Extract every line from the records below that contains the word "TraceLayer".
-*-
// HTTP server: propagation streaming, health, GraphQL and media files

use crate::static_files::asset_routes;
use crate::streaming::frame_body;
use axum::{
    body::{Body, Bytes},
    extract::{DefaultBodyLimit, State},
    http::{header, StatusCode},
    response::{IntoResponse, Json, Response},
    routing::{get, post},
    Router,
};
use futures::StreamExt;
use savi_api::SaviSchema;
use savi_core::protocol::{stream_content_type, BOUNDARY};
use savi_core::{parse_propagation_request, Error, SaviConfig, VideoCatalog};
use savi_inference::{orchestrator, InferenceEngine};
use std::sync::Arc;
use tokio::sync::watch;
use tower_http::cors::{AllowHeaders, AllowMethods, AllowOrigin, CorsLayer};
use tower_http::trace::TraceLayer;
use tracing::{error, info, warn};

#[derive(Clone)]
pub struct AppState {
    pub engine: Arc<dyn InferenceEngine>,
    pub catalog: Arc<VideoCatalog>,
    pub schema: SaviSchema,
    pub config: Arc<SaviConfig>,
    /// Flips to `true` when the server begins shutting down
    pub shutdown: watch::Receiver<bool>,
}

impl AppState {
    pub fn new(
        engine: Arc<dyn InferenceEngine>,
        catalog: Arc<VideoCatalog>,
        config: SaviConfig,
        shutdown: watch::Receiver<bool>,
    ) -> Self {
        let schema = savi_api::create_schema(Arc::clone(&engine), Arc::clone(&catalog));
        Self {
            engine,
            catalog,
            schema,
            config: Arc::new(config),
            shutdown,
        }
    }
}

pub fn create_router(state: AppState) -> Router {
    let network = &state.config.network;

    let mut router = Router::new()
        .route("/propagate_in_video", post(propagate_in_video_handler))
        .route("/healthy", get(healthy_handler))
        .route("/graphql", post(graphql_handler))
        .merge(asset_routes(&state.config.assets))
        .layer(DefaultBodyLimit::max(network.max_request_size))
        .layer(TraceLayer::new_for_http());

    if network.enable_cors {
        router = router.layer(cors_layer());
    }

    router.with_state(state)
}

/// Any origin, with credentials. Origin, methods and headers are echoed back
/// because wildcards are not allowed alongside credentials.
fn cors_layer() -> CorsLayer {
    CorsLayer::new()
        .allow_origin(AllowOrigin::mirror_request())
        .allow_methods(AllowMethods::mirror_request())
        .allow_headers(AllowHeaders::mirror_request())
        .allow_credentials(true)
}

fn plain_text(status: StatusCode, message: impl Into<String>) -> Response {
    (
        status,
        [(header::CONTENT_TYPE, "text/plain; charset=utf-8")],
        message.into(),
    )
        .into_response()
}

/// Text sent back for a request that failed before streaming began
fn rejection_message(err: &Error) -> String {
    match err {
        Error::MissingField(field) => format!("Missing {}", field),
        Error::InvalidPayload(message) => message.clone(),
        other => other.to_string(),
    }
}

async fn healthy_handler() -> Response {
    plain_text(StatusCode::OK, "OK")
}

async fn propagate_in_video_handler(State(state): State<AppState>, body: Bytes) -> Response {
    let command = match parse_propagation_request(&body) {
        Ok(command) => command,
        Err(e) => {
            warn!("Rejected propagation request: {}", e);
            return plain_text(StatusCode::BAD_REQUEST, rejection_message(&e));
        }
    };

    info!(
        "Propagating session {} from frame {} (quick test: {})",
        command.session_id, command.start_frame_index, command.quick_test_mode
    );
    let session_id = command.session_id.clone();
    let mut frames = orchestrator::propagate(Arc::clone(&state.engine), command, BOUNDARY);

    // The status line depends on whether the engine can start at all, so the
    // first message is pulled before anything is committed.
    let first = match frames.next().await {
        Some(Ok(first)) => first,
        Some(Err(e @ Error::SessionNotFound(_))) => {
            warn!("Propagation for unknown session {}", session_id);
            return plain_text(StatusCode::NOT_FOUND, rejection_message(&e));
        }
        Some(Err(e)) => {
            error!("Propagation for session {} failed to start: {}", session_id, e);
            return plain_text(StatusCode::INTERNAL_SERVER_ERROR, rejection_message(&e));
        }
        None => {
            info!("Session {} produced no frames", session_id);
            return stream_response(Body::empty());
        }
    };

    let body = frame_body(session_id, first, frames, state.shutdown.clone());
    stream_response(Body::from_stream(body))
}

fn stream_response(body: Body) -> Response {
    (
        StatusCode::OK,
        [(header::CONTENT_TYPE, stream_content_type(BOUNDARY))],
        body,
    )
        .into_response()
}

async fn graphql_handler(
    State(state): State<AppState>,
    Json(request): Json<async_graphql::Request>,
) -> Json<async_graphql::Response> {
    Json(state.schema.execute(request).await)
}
-*-
■ Answer section:
use tower_http::trace::TraceLayer;
        .layer(TraceLayer::new_for_http());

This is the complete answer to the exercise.